- Choreographer: Merce Cunningham
- Music: John Cage
- Premiere: 17 May 1947 Ziegfeld Theater, New York, NY
- Original ballet company: Ballet Society
- Design: Isamu Noguchi

= The Seasons (Cage) =

The Seasons is a ballet with music by John Cage and choreography by Merce Cunningham, first performed in 1947. It was Cage's first piece for orchestra and also the first to use what Cage later called the gamut technique, albeit in an early form.

==Overview==
Cage composed the music in early 1947, in the midst of working on Sonatas and Interludes. A piano version was first completed, and an orchestral arrangement followed. Cage dedicated The Seasons to Lincoln Kirstein. The ballet was premiered on May 17, 1947 by the Ballet Society (by which the work was commissioned) at the Ziegfeld Theatre in New York City, with original choreography by Merce Cunningham (now lost). Costumes and scenery were designed by Isamu Noguchi. The dancers at the first performance were Gisela Caccialanza, Fred Danieli, Dorothy Dushock, Gerard Leavitt, Tanaquil LeClercq, Job Sanders, Beatrice Tompkins and Cunningham himself.

The ballet is in one act divided into nine sections: Prelude I, Winter; Prelude II, Spring; Prelude III, Summer; Prelude IV, Fall; Finale (Prelude I). As in Sonatas and Interludes and the later String Quartet in Four Parts (1950), Cage was influenced by Indian aesthetics and like the latter work, The Seasons is built on the Indian concept of seasons: winter is associated with quiescence, spring with creation, summer with preservation and fall with destruction. The Finale is a reprise of the first Prelude, symbolizing the cyclical nature of seasons.

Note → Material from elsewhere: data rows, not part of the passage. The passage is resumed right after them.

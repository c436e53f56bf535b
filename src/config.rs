use std::env;

use tracing::info;

use crate::error::{Error, Result};
use crate::message::Mailer;
use crate::transport::{Credentials, TransportKind};

/// SMTP mailer configuration loaded from environment variables.
///
/// Required:
/// - `SMTP_HOST`, `SMTP_PORT`, `SMTP_USERNAME`, `SMTP_PASSWORD`,
///   `SMTP_FROM_EMAIL`
///
/// Optional:
/// - `SMTP_FROM_NAME`: display name for the sender
///
/// There is deliberately no fallback sender or relay host; a missing
/// required variable is a configuration error.
#[derive(Clone, Debug)]
pub struct MailerConfig {
    /// SMTP server host name or IP address
    pub host: String,
    /// SMTP server port number
    pub port: u16,
    /// Username for SMTP authentication
    pub username: String,
    /// Password for SMTP authentication
    pub password: String,
    /// Sender email address
    pub from_email: String,
    /// Optional sender display name
    pub from_name: Option<String>,
}

impl MailerConfig {
    /// Creates a `MailerConfig` from environment variables.
    ///
    /// # Errors
    /// - When a required environment variable is missing
    /// - When `SMTP_PORT` cannot be parsed as a number
    pub fn from_env() -> Result<Self> {
        let host = require("SMTP_HOST")?;
        let port: u16 = require("SMTP_PORT")?
            .parse()
            .map_err(|_| Error::Config("SMTP_PORT parse error".into()))?;
        let username = require("SMTP_USERNAME")?;
        let password = require("SMTP_PASSWORD")?;
        let from_email = require("SMTP_FROM_EMAIL")?;
        let from_name = env::var("SMTP_FROM_NAME").ok();

        info!("mail config loaded: host={host} port={port} user={username}");

        Ok(Self {
            host,
            port,
            username,
            password,
            from_email,
            from_name,
        })
    }

    /// Builds an SMTP [`Mailer`] from this configuration.
    ///
    /// # Errors
    /// Propagates [`Error::Config`] for a structurally invalid host or
    /// sender address.
    pub fn into_mailer(self) -> Result<Mailer> {
        let sender = match &self.from_name {
            Some(name) => format!("{name} <{}>", self.from_email),
            None => self.from_email.clone(),
        };
        Mailer::new(
            TransportKind::Smtp {
                host: self.host,
                port: self.port,
            },
            &sender,
            Credentials::new(self.username, self.password),
        )
    }
}

fn require(name: &str) -> Result<String> {
    env::var(name).map_err(|_| Error::Config(format!("{name} not set")))
}
//! Template rendering for message bodies.
//!
//! The [`TemplateRenderer`] trait is the seam between the mailer and any
//! template engine; [`TeraRenderer`] is the filesystem-backed implementation
//! the crate ships, rendering named templates from a search directory and
//! keeping a render cache under `<search path>/cache/`.

mod tera_renderer;

pub use tera_renderer::TeraRenderer;

use crate::error::Result;

/// Directory the template-body setters look in when no search path is given.
pub const DEFAULT_TEMPLATE_DIR: &str = "templates/";

/// Renders a named template with a variable mapping into body text.
///
/// Implementations decide how names map to template sources and how strict
/// rendering is about missing variables; failures of any kind surface as
/// [`Error::TemplateRender`](crate::Error::TemplateRender).
pub trait TemplateRenderer {
    /// Renders `name` with `vars` into the final body text.
    fn render(&self, name: &str, vars: &serde_json::Value) -> Result<String>;
}
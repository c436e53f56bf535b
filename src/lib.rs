//! # mailsmith
//!
//! A fluent builder for composing and sending email messages: recipients,
//! subject, plain or HTML or template-rendered bodies, file attachments and
//! inline (`cid:`-referenced) images, dispatched through a pluggable
//! transport (local `sendmail`, authenticated SMTP, or a pickup directory).
//!
//! SMTP and MIME wire encoding are delegated to [`lettre`]; template
//! rendering to [Tera](https://crates.io/crates/tera). This crate only does
//! the bookkeeping in between.
//!
//! ## Example
//!
//! ```no_run
//! use mailsmith::{Credentials, Mailer};
//!
//! fn main() -> mailsmith::Result<()> {
//!     let mut mailer = Mailer::smtp(
//!         "smtp.example.com",
//!         587,
//!         "Notifier <noreply@example.com>",
//!         Credentials::new("noreply@example.com", "secret"),
//!     )?;
//!
//!     let accepted = mailer
//!         .to(["mery@example.com", "astrid@example.com"])?
//!         .subject("Monthly report")
//!         .body_from_template("report.html", serde_json::json!({ "month": "May" }))?
//!         .attach("reports/may.pdf")
//!         .send()?;
//!
//!     // 0 accepted recipients is a result to check, not an error.
//!     assert!(accepted > 0);
//!     Ok(())
//! }
//! ```

// ===============================
// Re-exports of external crates
// ===============================

pub use lettre;
pub use serde_json;

// ===============================
// Public modules
// ===============================
pub mod config;
pub mod error;
pub mod message;
pub mod template;
pub mod transport;

pub use config::MailerConfig;
pub use error::{Error, Result};
pub use message::{Attachment, Body, ContentId, IntoRecipients, Mailer};
pub use template::{TemplateRenderer, TeraRenderer};
pub use transport::{Credentials, MailTransport, TransportKind};
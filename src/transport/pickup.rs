use std::fs;
use std::path::{Path, PathBuf};

use lettre::{FileTransport, Message, Transport};
use tracing::debug;

use crate::error::{Error, Result};
use crate::transport::MailTransport;

/// Pickup-directory implementation of [`MailTransport`].
///
/// Writes each message, fully encoded, into a directory that a host mail
/// facility drains on its own schedule (an MTA maildrop or pickup
/// directory). There is no network handshake; a message counts as accepted
/// once the file is durably written.
pub struct PickupMailTransport {
    inner: FileTransport,
    dir: PathBuf,
}

impl PickupMailTransport {
    /// Creates the transport, establishing `dir` if it does not exist yet.
    ///
    /// # Errors
    /// Returns [`Error::Config`] when the directory cannot be created.
    pub fn new(dir: impl AsRef<Path>) -> Result<Self> {
        let dir = dir.as_ref().to_path_buf();
        fs::create_dir_all(&dir).map_err(|e| {
            Error::Config(format!("cannot create pickup directory {}: {e}", dir.display()))
        })?;
        Ok(Self {
            inner: FileTransport::new(&dir),
            dir,
        })
    }

    /// The directory messages are dropped into.
    pub fn dir(&self) -> &Path {
        &self.dir
    }
}

impl MailTransport for PickupMailTransport {
    fn deliver(&self, message: &Message, recipients: usize) -> Result<usize> {
        let id = self.inner.send(message).map_err(Error::transport)?;
        debug!("message {id:?} written to {}", self.dir.display());
        Ok(recipients)
    }
}
#[cfg(test)]
mod tests {
    use super::*;
    use crate::escape::session::fixture::session;

    #[test]
    fn correct_ward_code_unlocks() {
        let mut s = session(&[]);
        let mut room = CodeRoom::new(&WARD);
        room.open_code_entry();
        let out = room.submit_code(&mut s, "5678");
        assert_eq!(room.door(), DoorState::Unlocked);
        assert_eq!(out.transition, Some(Transition::to(RoomId::Lobby)));
        assert_eq!(s.journal.last().unwrap().kind, EntryKind::Clue);
    }

    #[test]
    fn wrong_code_keeps_entry_open_and_stores_untouched() {
        let mut s = session(&[]);
        s.items.add("Chart Piece", 1);
        let mut room = CodeRoom::new(&WARD);
        room.open_code_entry();
        let items_before = s.items.items().clone();
        let important_before = s.important.items().clone();

        let out = room.submit_code(&mut s, "5679");
        assert_eq!(room.door(), DoorState::CodeEntryOpen);
        assert_eq!(out.message.as_deref(), Some(WRONG_CODE));
        assert_eq!(out.transition, None);
        assert_eq!(s.items.items(), &items_before);
        assert_eq!(s.important.items(), &important_before);
        assert!(s.journal.is_empty());

        // Unlimited retries.
        room.submit_code(&mut s, "5678");
        assert_eq!(room.door(), DoorState::Unlocked);
    }

    #[test]
    fn submit_without_open_entry_is_ignored() {
        let mut s = session(&[]);
        let mut room = CodeRoom::new(&WARD);
        assert!(room.submit_code(&mut s, "5678").is_none());
        assert_eq!(room.door(), DoorState::Exploring);
    }

    #[test]
    fn cancel_returns_to_exploring() {
        let mut room = CodeRoom::new(&LOBBY);
        room.open_code_entry();
        let out = room.cancel_code_entry();
        assert_eq!(room.door(), DoorState::Exploring);
        assert_eq!(out.scene.as_deref(), Some(LOBBY.intro));
    }

    #[test]
    fn interact_door_opens_code_entry() {
        let mut s = session(&[]);
        let mut room = CodeRoom::new(&WARD);
        room.interact(&mut s, DOOR_TARGET);
        assert_eq!(room.door(), DoorState::CodeEntryOpen);
    }

    #[test]
    fn repeated_fragment_inspection_grants_once() {
        let mut s = session(&[]);
        let mut room = CodeRoom::new(&WARD);

        let first = room.inspect(&mut s, "chart");
        assert!(first.scene.unwrap().contains("'5'"));
        assert!(first.message.is_some());

        let again = room.inspect(&mut s, "chart");
        assert!(again.scene.is_some());
        assert!(again.message.is_none());

        assert_eq!(s.items.count("Chart Piece"), 1);
        assert_eq!(s.journal.len(), 1);
        assert!(room.collected().contains(&ItemKind::ChartPiece));
    }

    #[test]
    fn unknown_target_is_ignored() {
        let mut s = session(&[]);
        let mut room = CodeRoom::new(&WARD);
        assert!(room.inspect(&mut s, "ceiling").is_none());
        assert!(s.items.is_empty());
    }

    #[test]
    fn cctv_needs_breaker_first() {
        let mut s = session(&[]);
        let mut room = CodeRoom::new(&LOBBY);

        let dark = room.inspect(&mut s, "cctv");
        assert_eq!(dark.scene.as_deref(), Some(LOBBY.no_power));
        assert!(!s.items.has("CCTV Footage", 1));

        room.inspect(&mut s, "breaker");
        assert!(room.power_on());
        assert!(s.items.has("Maintenance Checklist", 1));

        room.inspect(&mut s, "cctv");
        assert!(s.items.has("CCTV Footage", 1));
    }

    #[test]
    fn breaker_twice_reports_power_already_on() {
        let mut s = session(&[]);
        let mut room = CodeRoom::new(&LOBBY);
        room.inspect(&mut s, "breaker");
        let again = room.inspect(&mut s, "breaker");
        assert_eq!(again.scene.as_deref(), Some(LOBBY.already_powered));
        assert_eq!(s.journal.len(), 1);
    }

    #[test]
    fn ward_random_bands() {
        // 0.1: switch hint; 0.1 again: hint held, falls to the key band;
        // 0.1 a third time: both held, nothing.
        let mut s = session(&[0.1, 0.1, 0.1]);
        let mut room = CodeRoom::new(&WARD);

        room.inspect(&mut s, RANDOM_TARGET);
        assert!(s.important.has("Switch Order Hint", 1));

        room.inspect(&mut s, RANDOM_TARGET);
        assert!(s.important.has("Experimenter's Key", 1));

        let out = room.inspect(&mut s, RANDOM_TARGET);
        assert_eq!(out.message.as_deref(), Some(NOTHING_FOUND));
        assert_eq!(s.journal.last().unwrap().kind, EntryKind::Observation);
        assert_eq!(s.important.items().len(), 2);
    }

    #[test]
    fn ward_high_roll_finds_nothing() {
        let mut s = session(&[0.6]);
        let mut room = CodeRoom::new(&WARD);
        let out = room.inspect(&mut s, RANDOM_TARGET);
        assert_eq!(out.scene.as_deref(), Some(NOTHING_SCENE));
        assert!(s.important.items().is_empty());
    }

    #[test]
    fn lobby_lock_piece_band_is_a_fragment() {
        let mut s = session(&[0.3]);
        let mut room = CodeRoom::new(&LOBBY);
        room.inspect(&mut s, RANDOM_TARGET);
        assert!(s.items.has("Lock Piece", 1));
        assert!(s.important.items().is_empty());
        assert!(room.collected().contains(&ItemKind::LockPiece));
    }

    #[test]
    fn lobby_key_band() {
        let mut s = session(&[0.7]);
        let mut room = CodeRoom::new(&LOBBY);
        room.inspect(&mut s, RANDOM_TARGET);
        assert!(s.important.has("Experimenter's Key", 1));
    }

    #[test]
    fn hints_derive_from_codes() {
        assert_eq!(
            ward_hint(WARD_CODE),
            "Hint: the first digit is 5, the digits add up to 26, the last digit is even."
        );
        assert_eq!(
            lobby_hint(LOBBY_CODE),
            "Hint: first x last = 4, the third digit is larger than the second."
        );
    }

    #[test]
    fn request_hint_grants_hint_item_once() {
        let mut s = session(&[]);
        let room = CodeRoom::new(&WARD);
        room.request_hint(&mut s);
        room.request_hint(&mut s);
        assert_eq!(s.hints.count("Passcode Hint"), 1);
    }
}
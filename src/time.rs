//! Frame-driven delay before a pending room transition fires.
//!
//! `draw_web()` calls at ~60fps with variable delta. The timer accumulates
//! frame deltas from `performance.now()` instead of owning a JS timeout, so
//! the delay is deterministic and testable without a browser.

/// How long the success message stays on screen before the next room loads.
pub const TRANSITION_DELAY_MS: f64 = 2000.0;

/// Largest frame delta counted, so a backgrounded tab doesn't skip the delay.
const MAX_FRAME_DELTA_MS: f64 = 500.0;

pub struct TransitionTimer {
    delay_ms: f64,
    /// Milliseconds left before firing; `None` when nothing is scheduled.
    remaining: Option<f64>,
    /// Timestamp of the last update (ms), None if first frame
    last_timestamp: Option<f64>,
}

impl TransitionTimer {
    pub fn new(delay_ms: f64) -> Self {
        Self {
            delay_ms: delay_ms.max(0.0),
            remaining: None,
            last_timestamp: None,
        }
    }

    /// Start (or restart) the countdown.
    pub fn schedule(&mut self) {
        self.remaining = Some(self.delay_ms);
    }

    pub fn cancel(&mut self) {
        self.remaining = None;
    }

    pub fn is_pending(&self) -> bool {
        self.remaining.is_some()
    }

    /// Feed the frame timestamp. Returns true exactly once, on the frame
    /// where the delay has elapsed.
    pub fn update(&mut self, now_ms: f64) -> bool {
        let delta = match self.last_timestamp {
            Some(prev) => (now_ms - prev).clamp(0.0, MAX_FRAME_DELTA_MS),
            None => 0.0,
        };
        self.last_timestamp = Some(now_ms);

        let Some(remaining) = self.remaining else {
            return false;
        };
        let remaining = remaining - delta;
        if remaining <= 0.0 {
            self.remaining = None;
            true
        } else {
            self.remaining = Some(remaining);
            false
        }
    }
}

impl Default for TransitionTimer {
    fn default() -> Self {
        Self::new(TRANSITION_DELAY_MS)
    }
}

As in the majority of Cage's compositions from the 1940s, the music of The Seasons is based on a predefined proportion. In this case the proportion is 2, 2, 1, 3, 2, 4, 1, 3, 1, and it governs not only the construction of individual movements, but also the proportions of the entire work, roughly defining the relative lengths of the movements. The compositional technique involves using gamuts of sounds, i.e. predefined sonorities (single notes, chords, aggregates); Cage started developing this approach in The Seasons, and later perfected it in String Quartet in Four Parts and Concerto for Prepared Piano.